Does Everyone Exert Themselves Equally?

Do some people exert themselves more than others do?  Of course, the answer is yes.  One way to look at “laziness” is to think of it as a willful lack of reasonable self-exertion in a situation in which a) self-exertion is morally required and b) the individual has the capacity to self-exert.

Interestingly, some people are of the opinion that laziness, per se, does not exist.  Usually someone who holds this view will suggest that, what we perceive to be laziness, is always just a symptom of a physical or mental illness.

If, indeed, laziness does not exist, then how do we account for the  differences in self-exertion that we seem to observe, both in ourselves and in other people?  This article discusses the question of the validity of the perceptions that we normally draw about differences in exertion levels in ourselves and in others.  The purpose of this line of reasoning is to challenge the heart of the claim that “laziness does not exist.”

A boss is a  professional judge of exertion

In the business world, employers use both objective and subjective measures to review employee performance.  An “objective measure” is something that can be easily and visibly judged.  Here are some examples of objective measures: getting to work on time, completing a manufacturing quota or calling 50 customers every day.  A subjective measure has more to do with the manager’s perception of an employee’s overall character.  For example: friendliness, cooperativeness and alertness are all subjective measures.

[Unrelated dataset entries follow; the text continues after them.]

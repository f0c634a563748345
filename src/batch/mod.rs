//! # 批量处理模块
//!
//! 提供统一的文件批量处理能力。
//!
//! ## 功能
//! - 收集匹配文件列表（结构文件 / sqm 输出文件）
//! - 并行处理
//! - 进度反馈与统计
//!
//! ## 依赖关系
//! - 被 `commands/submit.rs`, `commands/collect.rs` 使用
//! - 使用 `rayon` 进行并行处理
//! - 使用 `indicatif` 显示进度

pub mod collector;
pub mod runner;

pub use collector::FileCollector;
pub use runner::{BatchResult, BatchRunner, ProcessResult};
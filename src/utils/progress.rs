//! # 进度条工具
//!
//! 封装 `indicatif` 提供统一的进度条样式。
//!
//! ## 依赖关系
//! - 被 `batch/runner.rs`, `commands/submit.rs` 使用
//! - 使用 `indicatif` crate

use indicatif::{ProgressBar, ProgressStyle};

/// 创建标准进度条
pub fn create_progress_bar(len: u64, message: &str) -> ProgressBar {
    let pb = ProgressBar::new(len);
    let style = ProgressStyle::with_template(
        "{spinner:.green} [{elapsed_precise}] [{bar:40.cyan/blue}] {pos}/{len} ({eta}) {msg}",
    )
    .map(|s| s.progress_chars("#>-"))
    .unwrap_or_else(|_| ProgressStyle::default_bar());
    pb.set_style(style);
    pb.set_message(message.to_string());
    pb
}

/// 创建 spinner（用于不确定时长的任务，如等待 sqm 运行结束）
pub fn create_spinner(message: &str) -> ProgressBar {
    let pb = ProgressBar::new_spinner();
    let style = ProgressStyle::with_template("{spinner:.green} {elapsed_precise} {msg}")
        .map(|s| s.tick_strings(&["⣾", "⣽", "⣻", "⢿", "⡿", "⣟", "⣯", "⣷"]))
        .unwrap_or_else(|_| ProgressStyle::default_spinner());
    pb.set_style(style);
    pb.set_message(message.to_string());
    pb.enable_steady_tick(std::time::Duration::from_millis(100));
    pb
}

One of the most important subjective measures is “willingness to work” or “willingness to self-exert on the job.”  If someone scores highly in the self-exertion category they will probably get a good review and a raise.  Alternatively, if there are low marks on self-exertion, then the supervisor will have a talk with the employee to remind him to stay focused and productive.  Unless the employee increases his exertion to (at least) the minimum acceptable level, he is likely headed for a pink-slip.

A sports coach supervises his players

In the sports world, coaches perform a supervisory role similar to that of a boss in a business environment.  The coach’s “product” is winning.  If the coach wins, then he “produces.”  If he doesn’t produce, then he gets canned.  In order for the coach to win, he needs to have players who are talented, team-workers and who are willing to give 110% on the  field.  The term “110%” is a metaphor meaning that each player is expected to be fully focused on the game – and fully self-exerting to help the team to win.

As the game progresses, the coach assesses each player.  Is he cooperating with his teammates?  Is he putting his full energy and focus into the game?  If the coach senses that a player is “dogging it,” then he will (understandably) start yelling at the player to tell him to increase his focus and exertion.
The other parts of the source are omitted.